▶ [WORK TO BE COMPLETED]: Copy, exactly and without additions, every line in the records below from the one holding "been idle for a full window." through the one holding "layer = RateLimitLayer::<Request>::new(config.into_rule_set()?);", both ends included.

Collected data
= = = =

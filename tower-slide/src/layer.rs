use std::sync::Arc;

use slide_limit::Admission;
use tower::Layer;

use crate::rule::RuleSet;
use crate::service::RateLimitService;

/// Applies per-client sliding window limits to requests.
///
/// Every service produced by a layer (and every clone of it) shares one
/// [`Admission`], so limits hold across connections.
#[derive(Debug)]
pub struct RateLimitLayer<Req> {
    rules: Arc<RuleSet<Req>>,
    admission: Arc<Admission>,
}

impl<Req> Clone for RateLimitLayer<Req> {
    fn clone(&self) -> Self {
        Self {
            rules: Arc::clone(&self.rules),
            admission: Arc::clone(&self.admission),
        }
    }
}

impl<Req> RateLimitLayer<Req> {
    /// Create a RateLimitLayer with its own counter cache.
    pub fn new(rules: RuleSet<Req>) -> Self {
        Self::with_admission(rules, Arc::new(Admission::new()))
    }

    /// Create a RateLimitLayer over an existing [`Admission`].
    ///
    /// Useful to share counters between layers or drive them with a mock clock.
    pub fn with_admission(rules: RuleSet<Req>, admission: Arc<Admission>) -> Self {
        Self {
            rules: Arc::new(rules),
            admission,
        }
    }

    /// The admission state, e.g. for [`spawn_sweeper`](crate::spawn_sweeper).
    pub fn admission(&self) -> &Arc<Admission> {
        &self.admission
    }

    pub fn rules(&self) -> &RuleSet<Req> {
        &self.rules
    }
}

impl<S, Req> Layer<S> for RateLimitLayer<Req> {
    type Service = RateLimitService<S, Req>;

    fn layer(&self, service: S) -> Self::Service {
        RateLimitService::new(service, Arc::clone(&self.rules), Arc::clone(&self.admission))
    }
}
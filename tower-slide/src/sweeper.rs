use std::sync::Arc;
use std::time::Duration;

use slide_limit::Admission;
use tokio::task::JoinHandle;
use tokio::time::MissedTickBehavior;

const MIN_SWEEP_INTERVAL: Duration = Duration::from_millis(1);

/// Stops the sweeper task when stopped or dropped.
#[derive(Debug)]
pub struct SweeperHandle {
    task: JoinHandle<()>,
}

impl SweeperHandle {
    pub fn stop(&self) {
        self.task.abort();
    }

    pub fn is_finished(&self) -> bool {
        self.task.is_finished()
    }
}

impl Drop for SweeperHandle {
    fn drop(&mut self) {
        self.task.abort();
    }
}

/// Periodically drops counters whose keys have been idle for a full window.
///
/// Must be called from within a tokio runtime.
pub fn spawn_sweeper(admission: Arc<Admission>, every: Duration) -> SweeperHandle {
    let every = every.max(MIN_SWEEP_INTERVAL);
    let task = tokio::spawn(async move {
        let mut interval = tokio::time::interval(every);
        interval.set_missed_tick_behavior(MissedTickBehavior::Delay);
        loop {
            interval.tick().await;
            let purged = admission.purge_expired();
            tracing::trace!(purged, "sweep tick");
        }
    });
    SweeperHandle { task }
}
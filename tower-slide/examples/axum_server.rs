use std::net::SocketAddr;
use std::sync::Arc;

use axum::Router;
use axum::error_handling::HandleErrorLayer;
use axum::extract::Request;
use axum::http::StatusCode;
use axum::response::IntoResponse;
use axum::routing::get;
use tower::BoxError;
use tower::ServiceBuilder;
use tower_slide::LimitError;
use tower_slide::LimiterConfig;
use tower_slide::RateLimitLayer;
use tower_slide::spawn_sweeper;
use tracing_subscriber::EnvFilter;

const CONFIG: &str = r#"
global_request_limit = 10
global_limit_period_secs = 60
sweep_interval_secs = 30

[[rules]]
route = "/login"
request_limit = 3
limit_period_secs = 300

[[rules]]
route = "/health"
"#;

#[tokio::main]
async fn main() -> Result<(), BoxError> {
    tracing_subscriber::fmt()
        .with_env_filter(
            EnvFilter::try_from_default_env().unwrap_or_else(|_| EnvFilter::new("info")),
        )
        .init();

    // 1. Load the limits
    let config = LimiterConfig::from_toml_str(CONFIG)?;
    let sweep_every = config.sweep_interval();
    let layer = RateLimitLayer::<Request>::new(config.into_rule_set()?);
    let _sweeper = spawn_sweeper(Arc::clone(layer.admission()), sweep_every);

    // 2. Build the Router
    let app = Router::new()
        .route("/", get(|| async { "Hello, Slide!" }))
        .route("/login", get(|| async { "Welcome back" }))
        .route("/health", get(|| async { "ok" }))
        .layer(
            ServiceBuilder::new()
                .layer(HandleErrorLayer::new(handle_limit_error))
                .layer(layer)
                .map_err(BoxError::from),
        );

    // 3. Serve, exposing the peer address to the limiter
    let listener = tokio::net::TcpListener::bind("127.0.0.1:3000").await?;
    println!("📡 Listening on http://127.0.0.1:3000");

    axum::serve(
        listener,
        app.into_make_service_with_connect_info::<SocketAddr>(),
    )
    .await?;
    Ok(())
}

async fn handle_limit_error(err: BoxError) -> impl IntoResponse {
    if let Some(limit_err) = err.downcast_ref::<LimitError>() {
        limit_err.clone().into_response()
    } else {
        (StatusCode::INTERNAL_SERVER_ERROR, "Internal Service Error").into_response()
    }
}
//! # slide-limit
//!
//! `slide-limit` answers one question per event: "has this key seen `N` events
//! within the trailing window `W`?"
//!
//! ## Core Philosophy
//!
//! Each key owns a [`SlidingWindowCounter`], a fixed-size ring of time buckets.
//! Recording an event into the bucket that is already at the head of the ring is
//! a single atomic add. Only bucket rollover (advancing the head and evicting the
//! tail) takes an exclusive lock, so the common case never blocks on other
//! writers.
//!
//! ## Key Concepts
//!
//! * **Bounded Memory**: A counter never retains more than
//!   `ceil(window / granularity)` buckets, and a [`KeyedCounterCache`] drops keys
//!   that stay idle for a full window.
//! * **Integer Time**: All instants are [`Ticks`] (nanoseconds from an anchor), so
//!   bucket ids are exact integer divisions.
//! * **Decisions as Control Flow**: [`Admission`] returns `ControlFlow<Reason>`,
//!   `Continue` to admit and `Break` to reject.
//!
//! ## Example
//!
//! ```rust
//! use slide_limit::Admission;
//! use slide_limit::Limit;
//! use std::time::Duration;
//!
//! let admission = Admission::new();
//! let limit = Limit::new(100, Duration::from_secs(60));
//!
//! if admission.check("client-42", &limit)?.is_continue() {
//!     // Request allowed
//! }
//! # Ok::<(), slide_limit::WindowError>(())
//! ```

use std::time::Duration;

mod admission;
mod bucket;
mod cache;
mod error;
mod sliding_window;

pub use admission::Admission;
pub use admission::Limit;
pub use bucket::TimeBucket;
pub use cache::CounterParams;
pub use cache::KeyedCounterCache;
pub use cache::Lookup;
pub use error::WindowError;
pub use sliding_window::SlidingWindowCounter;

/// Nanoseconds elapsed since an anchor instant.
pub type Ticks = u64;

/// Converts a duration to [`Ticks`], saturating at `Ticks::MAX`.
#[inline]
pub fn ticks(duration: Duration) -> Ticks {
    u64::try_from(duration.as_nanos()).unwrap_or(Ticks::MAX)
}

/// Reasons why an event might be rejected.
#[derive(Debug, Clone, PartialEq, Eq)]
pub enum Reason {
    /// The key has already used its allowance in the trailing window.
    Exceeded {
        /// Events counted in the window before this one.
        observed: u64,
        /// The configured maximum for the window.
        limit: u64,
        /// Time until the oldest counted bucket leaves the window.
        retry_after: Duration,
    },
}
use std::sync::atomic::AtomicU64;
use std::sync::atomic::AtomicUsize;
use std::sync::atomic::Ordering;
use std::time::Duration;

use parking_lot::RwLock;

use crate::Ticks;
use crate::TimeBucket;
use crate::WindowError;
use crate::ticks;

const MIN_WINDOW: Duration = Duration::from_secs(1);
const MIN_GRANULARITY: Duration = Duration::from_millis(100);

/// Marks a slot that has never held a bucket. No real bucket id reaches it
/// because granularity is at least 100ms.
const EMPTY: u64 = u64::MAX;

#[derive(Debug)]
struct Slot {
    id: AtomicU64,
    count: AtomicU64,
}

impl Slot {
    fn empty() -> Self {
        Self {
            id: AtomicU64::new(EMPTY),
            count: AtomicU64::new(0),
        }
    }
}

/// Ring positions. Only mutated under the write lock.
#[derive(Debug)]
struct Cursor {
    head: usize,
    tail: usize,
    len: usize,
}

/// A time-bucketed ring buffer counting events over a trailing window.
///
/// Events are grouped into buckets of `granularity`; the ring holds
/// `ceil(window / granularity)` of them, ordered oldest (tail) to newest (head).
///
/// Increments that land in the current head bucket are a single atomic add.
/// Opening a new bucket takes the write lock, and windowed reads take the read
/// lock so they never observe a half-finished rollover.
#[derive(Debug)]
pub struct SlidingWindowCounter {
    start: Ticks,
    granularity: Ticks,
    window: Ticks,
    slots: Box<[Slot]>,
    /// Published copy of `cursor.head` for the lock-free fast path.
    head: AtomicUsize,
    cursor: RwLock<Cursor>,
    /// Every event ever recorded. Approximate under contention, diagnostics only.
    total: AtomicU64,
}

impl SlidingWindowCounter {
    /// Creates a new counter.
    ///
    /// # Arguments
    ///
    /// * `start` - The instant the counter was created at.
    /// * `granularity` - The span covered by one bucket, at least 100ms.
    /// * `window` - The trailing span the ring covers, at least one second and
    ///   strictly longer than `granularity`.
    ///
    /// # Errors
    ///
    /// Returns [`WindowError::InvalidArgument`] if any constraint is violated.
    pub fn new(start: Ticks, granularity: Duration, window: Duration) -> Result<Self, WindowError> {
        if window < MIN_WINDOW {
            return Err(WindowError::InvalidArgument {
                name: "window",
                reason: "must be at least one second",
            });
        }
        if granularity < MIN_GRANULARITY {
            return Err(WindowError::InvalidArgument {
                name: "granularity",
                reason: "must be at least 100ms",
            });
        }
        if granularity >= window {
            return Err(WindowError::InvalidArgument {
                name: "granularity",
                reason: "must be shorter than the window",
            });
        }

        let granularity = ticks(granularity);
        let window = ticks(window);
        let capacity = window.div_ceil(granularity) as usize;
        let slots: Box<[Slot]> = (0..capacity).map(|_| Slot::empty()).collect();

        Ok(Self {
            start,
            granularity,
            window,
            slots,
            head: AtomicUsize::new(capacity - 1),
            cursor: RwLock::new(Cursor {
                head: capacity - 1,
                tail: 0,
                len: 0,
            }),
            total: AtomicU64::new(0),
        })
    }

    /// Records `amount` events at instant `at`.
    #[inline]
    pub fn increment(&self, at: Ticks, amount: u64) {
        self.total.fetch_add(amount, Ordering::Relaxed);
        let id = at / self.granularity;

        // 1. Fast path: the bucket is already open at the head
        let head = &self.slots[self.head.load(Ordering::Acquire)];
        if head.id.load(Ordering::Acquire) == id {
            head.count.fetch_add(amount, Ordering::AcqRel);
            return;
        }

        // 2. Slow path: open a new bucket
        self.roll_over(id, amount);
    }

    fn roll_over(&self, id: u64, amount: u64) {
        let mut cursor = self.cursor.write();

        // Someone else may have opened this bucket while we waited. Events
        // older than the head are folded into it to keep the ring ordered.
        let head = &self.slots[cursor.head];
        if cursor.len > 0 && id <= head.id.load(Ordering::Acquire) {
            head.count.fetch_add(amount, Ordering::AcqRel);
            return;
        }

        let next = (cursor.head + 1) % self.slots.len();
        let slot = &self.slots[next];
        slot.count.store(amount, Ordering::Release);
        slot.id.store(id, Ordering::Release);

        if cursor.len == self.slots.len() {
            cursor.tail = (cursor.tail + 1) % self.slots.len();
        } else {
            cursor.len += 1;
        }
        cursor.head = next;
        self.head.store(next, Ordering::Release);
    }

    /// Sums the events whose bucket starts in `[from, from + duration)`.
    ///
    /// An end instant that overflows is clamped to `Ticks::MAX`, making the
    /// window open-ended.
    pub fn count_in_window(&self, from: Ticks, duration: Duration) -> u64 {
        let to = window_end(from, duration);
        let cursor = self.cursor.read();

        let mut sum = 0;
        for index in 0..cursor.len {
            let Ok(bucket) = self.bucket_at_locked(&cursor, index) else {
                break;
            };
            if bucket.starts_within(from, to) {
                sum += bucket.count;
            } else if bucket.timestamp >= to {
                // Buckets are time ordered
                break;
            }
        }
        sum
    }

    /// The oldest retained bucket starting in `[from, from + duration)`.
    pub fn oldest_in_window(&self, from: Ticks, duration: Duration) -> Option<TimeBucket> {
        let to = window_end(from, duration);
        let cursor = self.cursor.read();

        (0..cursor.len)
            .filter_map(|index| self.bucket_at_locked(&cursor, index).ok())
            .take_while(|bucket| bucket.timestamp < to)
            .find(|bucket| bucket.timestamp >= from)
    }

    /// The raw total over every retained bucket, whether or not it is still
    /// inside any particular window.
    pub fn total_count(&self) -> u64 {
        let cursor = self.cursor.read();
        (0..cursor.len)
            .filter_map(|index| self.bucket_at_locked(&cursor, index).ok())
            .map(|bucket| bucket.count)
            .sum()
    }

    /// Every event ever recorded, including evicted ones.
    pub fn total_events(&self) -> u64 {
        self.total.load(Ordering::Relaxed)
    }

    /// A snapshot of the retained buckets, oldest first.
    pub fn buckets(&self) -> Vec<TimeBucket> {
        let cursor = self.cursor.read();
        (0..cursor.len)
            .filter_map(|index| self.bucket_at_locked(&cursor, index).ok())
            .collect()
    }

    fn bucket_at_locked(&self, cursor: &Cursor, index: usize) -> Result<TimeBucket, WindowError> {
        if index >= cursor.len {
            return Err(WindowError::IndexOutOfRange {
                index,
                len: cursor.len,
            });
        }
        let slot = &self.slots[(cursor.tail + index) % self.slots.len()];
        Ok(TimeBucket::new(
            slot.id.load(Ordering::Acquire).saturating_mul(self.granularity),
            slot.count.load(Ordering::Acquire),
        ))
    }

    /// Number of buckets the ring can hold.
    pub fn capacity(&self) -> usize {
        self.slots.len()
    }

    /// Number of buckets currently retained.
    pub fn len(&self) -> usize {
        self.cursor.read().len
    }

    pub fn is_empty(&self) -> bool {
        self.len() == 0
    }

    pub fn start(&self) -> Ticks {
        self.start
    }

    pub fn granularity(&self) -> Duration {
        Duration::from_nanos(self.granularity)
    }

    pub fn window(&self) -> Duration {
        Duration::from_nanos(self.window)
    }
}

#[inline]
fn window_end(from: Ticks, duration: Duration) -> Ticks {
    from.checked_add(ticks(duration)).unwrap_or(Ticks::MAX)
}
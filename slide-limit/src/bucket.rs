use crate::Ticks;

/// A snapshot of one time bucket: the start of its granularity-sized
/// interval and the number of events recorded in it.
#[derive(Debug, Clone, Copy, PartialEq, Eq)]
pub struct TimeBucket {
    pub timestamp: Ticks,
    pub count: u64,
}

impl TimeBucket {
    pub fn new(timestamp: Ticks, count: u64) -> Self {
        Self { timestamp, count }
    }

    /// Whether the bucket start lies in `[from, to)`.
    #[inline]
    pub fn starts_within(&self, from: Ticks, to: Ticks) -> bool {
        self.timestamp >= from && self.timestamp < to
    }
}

= = = =

▶ [SOLUTION TO THE PROBLEM]:
/// Periodically drops counters whose keys have been idle for a full window.
///
/// Must be called from within a tokio runtime.
pub fn spawn_sweeper(admission: Arc<Admission>, every: Duration) -> SweeperHandle {
    let every = every.max(MIN_SWEEP_INTERVAL);
    let task = tokio::spawn(async move {
        let mut interval = tokio::time::interval(every);
        interval.set_missed_tick_behavior(MissedTickBehavior::Delay);
        loop {
            interval.tick().await;
            let purged = admission.purge_expired();
            tracing::trace!(purged, "sweep tick");
        }
    });
    SweeperHandle { task }
}
filename tower-slide/examples/axum_server.rs
use std::net::SocketAddr;
use std::sync::Arc;

use axum::Router;
use axum::error_handling::HandleErrorLayer;
use axum::extract::Request;
use axum::http::StatusCode;
use axum::response::IntoResponse;
use axum::routing::get;
use tower::BoxError;
use tower::ServiceBuilder;
use tower_slide::LimitError;
use tower_slide::LimiterConfig;
use tower_slide::RateLimitLayer;
use tower_slide::spawn_sweeper;
use tracing_subscriber::EnvFilter;

const CONFIG: &str = r#"
global_request_limit = 10
global_limit_period_secs = 60
sweep_interval_secs = 30

[[rules]]
route = "/login"
request_limit = 3
limit_period_secs = 300

[[rules]]
route = "/health"
"#;

#[tokio::main]
async fn main() -> Result<(), BoxError> {
    tracing_subscriber::fmt()
        .with_env_filter(
            EnvFilter::try_from_default_env().unwrap_or_else(|_| EnvFilter::new("info")),
        )
        .init();

    // 1. Load the limits
    let config = LimiterConfig::from_toml_str(CONFIG)?;
    let sweep_every = config.sweep_interval();
    let layer = RateLimitLayer::<Request>::new(config.into_rule_set()?);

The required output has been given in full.